Je retrouve souvent des anciennes sapes de ma famille chez ma grand-mère. Il ne me reste plus qu’à les nettoyer quand ça me plaît, et c’est plié. Il y a même une sorte d’héritage. Je récupère des vêtements déjà portés, c’est de la mode durable. Ma mère est la fille aînée d’une famille nombreuse immigrée. Quand son père achetait des survêts Lacoste, des TN ou même des Air Max 95, elle avait aussi le droit à sa paire. On va dire que les sneakers sont un peu ancrées dans ma famille.
Ma mère a dû subvenir aux besoins de ses frères, elle a fait de longues études. Elle a été la première à introduire le luxe dans sa famille. Si je devais la comparer à quelqu’un, ce serait Kanye West. Elle vient de Chanteloup-les-Vignes, le “Chicago-en-Yvelines”. Kanye, lui, vient de Chicago, le vrai. Tous les deux s’en sont sortis et ont plus ou moins influencé leur entourage.
La fusion du streetwear et du luxe
Après, il n’y a pas que ma famille qui m’a initié. J’écoute beaucoup de musique, surtout du rap. Même des rappeurs à l’ancienne : leurs vêtements un peu oversize me plaisent. Pareil pour leur style de vie : on voit qu’ils ont été influents. Par exemple, Pharrell Williams a été nommé directeur artistique chez Louis Vuitton.
Il y a plus ou moins une connexion entre le streetwear et le luxe. Ça va au-delà des frontières sociales qui subsistent entre les deux et j’aime ça. Ça reste quand même coûteux certaines fois et les prix sont excessifs. Ça pousse les gens à acheter du faux, de la contrefaçon. C’est vraiment quelque chose qu’on n’accepte pas chez moi et que je ne cautionne pas du tout. Quand j’aurai plus de sous, j’aimerais acheter du luxe. Même pas pour me la péter ou quoi, mais juste parce que certaines pièces me plaisent. Lacoste, par exemple, occupe une grande place dans ma famille.
Je dois quand même faire des choix.

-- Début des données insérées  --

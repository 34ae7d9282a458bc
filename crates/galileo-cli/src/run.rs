use anyhow::{anyhow, Result};
use chrono::Utc;
use galileo_core::{atomic_write_bytes, atomic_write_json_pretty, canonical_json_digest, ensure_dir};
use galileo_runner::{
    Experiment, ExperimentReport, PerfStat, PhaseOutcome, Shell, ShellOptions, ShellReport,
};
use serde_json::{json, Value};
use std::path::{Path, PathBuf};
use std::sync::Arc;
use tracing::info;

use crate::config::LoadedExperiment;

pub struct RunResult {
    pub run_id: String,
    pub run_dir: PathBuf,
    pub report: ExperimentReport<ShellReport>,
}

/// Shared by every phase closure of one run.
struct RunSettings {
    run_dir: PathBuf,
    capture_output: bool,
    shell: Shell,
}

impl RunSettings {
    fn shell_for(&self, repetition: usize, phase_index: usize, phase: &str) -> Shell {
        if !self.capture_output {
            return self.shell.clone();
        }
        let output_dir = self
            .run_dir
            .join("output")
            .join(format!("rep_{}", repetition))
            .join(format!("{:02}_{}", phase_index, slug(phase)));
        let options = ShellOptions {
            output_dir: Some(output_dir),
            ..self.shell.options().clone()
        };
        self.shell.clone().with_options(options)
    }
}

fn write_run_control(run_dir: &Path, run_id: &str, status: &str) -> Result<()> {
    let payload = json!({
        "schema_version": "run_control_v1",
        "run_id": run_id,
        "status": status,
        "updated_at": Utc::now().to_rfc3339(),
    });
    atomic_write_json_pretty(&run_dir.join("run_control.json"), &payload)
}

/// Marks the run failed unless `complete` is reached.
struct RunControlGuard {
    run_dir: PathBuf,
    run_id: String,
    done: bool,
}

impl RunControlGuard {
    fn new(run_dir: &Path, run_id: &str) -> Self {
        Self {
            run_dir: run_dir.to_path_buf(),
            run_id: run_id.to_string(),
            done: false,
        }
    }

    fn complete(&mut self, status: &str) -> Result<()> {
        write_run_control(&self.run_dir, &self.run_id, status)?;
        self.done = true;
        Ok(())
    }
}

impl Drop for RunControlGuard {
    fn drop(&mut self) {
        if !self.done {
            let _ = write_run_control(&self.run_dir, &self.run_id, "failed");
        }
    }
}

pub fn run_experiment(
    loaded: &LoadedExperiment,
    repetitions: usize,
    out_root: &Path,
) -> Result<RunResult> {
    if repetitions == 0 {
        return Err(anyhow!("repetitions must be a positive integer"));
    }
    let run_id = format!("run_{}", Utc::now().format("%Y%m%d_%H%M%S"));
    let run_dir = out_root.join(&run_id);
    ensure_dir(&run_dir)?;
    write_run_control(&run_dir, &run_id, "running")?;
    let mut guard = RunControlGuard::new(&run_dir, &run_id);

    atomic_write_json_pretty(&run_dir.join("resolved_experiment.json"), &loaded.resolved)?;
    let digest = canonical_json_digest(&loaded.resolved);
    atomic_write_bytes(
        &run_dir.join("resolved_experiment.digest"),
        digest.as_bytes(),
    )?;
    let manifest = json!({
        "schema_version": "manifest_v1",
        "run_id": run_id,
        "experiment_id": loaded.file.experiment.id,
        "runner_version": format!("rust-{}", env!("CARGO_PKG_VERSION")),
        "repetitions": repetitions,
        "phases": loaded.file.phases.iter().map(|p| p.name.as_str()).collect::<Vec<_>>(),
        "resolved_digest": digest,
        "created_at": Utc::now().to_rfc3339(),
    });
    atomic_write_json_pretty(&run_dir.join("manifest.json"), &manifest)?;

    let sampler = PerfStat::new(loaded.perf_config());
    let settings = RunSettings {
        run_dir: run_dir.clone(),
        capture_output: loaded.file.engine.capture_output,
        shell: Shell::new(loaded.shell_options()).with_sampler(Arc::new(sampler)),
    };
    let mut experiment: Experiment<RunSettings, ShellReport> = Experiment::new(settings);
    for (index, phase) in loaded.file.phases.iter().enumerate() {
        let specs = loaded.phase_specs(phase)?;
        experiment.add_phase(phase.name.clone(), move |config| {
            if specs.is_empty() {
                return Ok(None);
            }
            let shell = config
                .settings
                .shell_for(config.repetition, index, config.phase);
            Ok(Some(shell.run(&specs)?))
        });
    }

    info!(run_id = %run_id, repetitions, "experiment started");
    let report = experiment.run(repetitions)?;
    atomic_write_json_pretty(&run_dir.join("report.json"), &report_to_json(&report)?)?;
    guard.complete("completed")?;
    info!(run_id = %run_id, failures = report.failures().count(), "experiment finished");

    Ok(RunResult {
        run_id,
        run_dir,
        report,
    })
}

pub fn report_to_json(report: &ExperimentReport<ShellReport>) -> Result<Value> {
    Ok(serde_json::to_value(report)?)
}

pub fn print_report(report: &ExperimentReport<ShellReport>) {
    for run in &report.runs {
        println!("repetition: {}", run.repetition);
        for phase in &run.phases {
            match &phase.outcome {
                PhaseOutcome::Completed(shell) => {
                    println!("  {}: completed in {:?}", phase.name, shell.elapsed);
                    for outcome in &shell.outcomes {
                        println!("    {}", outcome);
                    }
                }
                PhaseOutcome::NoResult => println!("  {}: no result", phase.name),
                PhaseOutcome::Failed(message) => println!("  {}: failed: {}", phase.name, message),
            }
        }
    }
}

fn slug(name: &str) -> String {
    let mut out = String::with_capacity(name.len());
    for c in name.chars() {
        if c.is_ascii_alphanumeric() {
            out.push(c.to_ascii_lowercase());
        } else if !out.ends_with('_') {
            out.push('_');
        }
    }
    out.trim_matches('_').to_string()
}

Cet été, j’ai bossé un mois. Je me suis fait un bon salaire et j’avais déjà des plans en tête (une paire, une montre, des écouteurs), mais je me suis dit qu’il y avait peut-être plus important. Bien sûr, j’ai acheté un peu de sapes histoire d’être tranquille, mais j’ai surtout coffré pour mon permis.
Ma mère trouve que j’abuse certaines fois et elle a raison. En fait, ça en devient limite addictif. “Le problème de l’argent c’est plus t’en as, plus t’en veux, c’est un cercle vicieux mon frère”, Alpha Wann, “Langage Crypté”, UMLA.
Il y a quand même une part de négatif avec tout ça. À force de kiffer et de rêver du même mode de vie que les rappeurs, on risque de se perdre et d’oublier qui on est. Mais, en se rendant compte qu’on n’a pas la même vie qu’eux, on relativise et on garde les pieds sur terre, ça nous aide à être humble.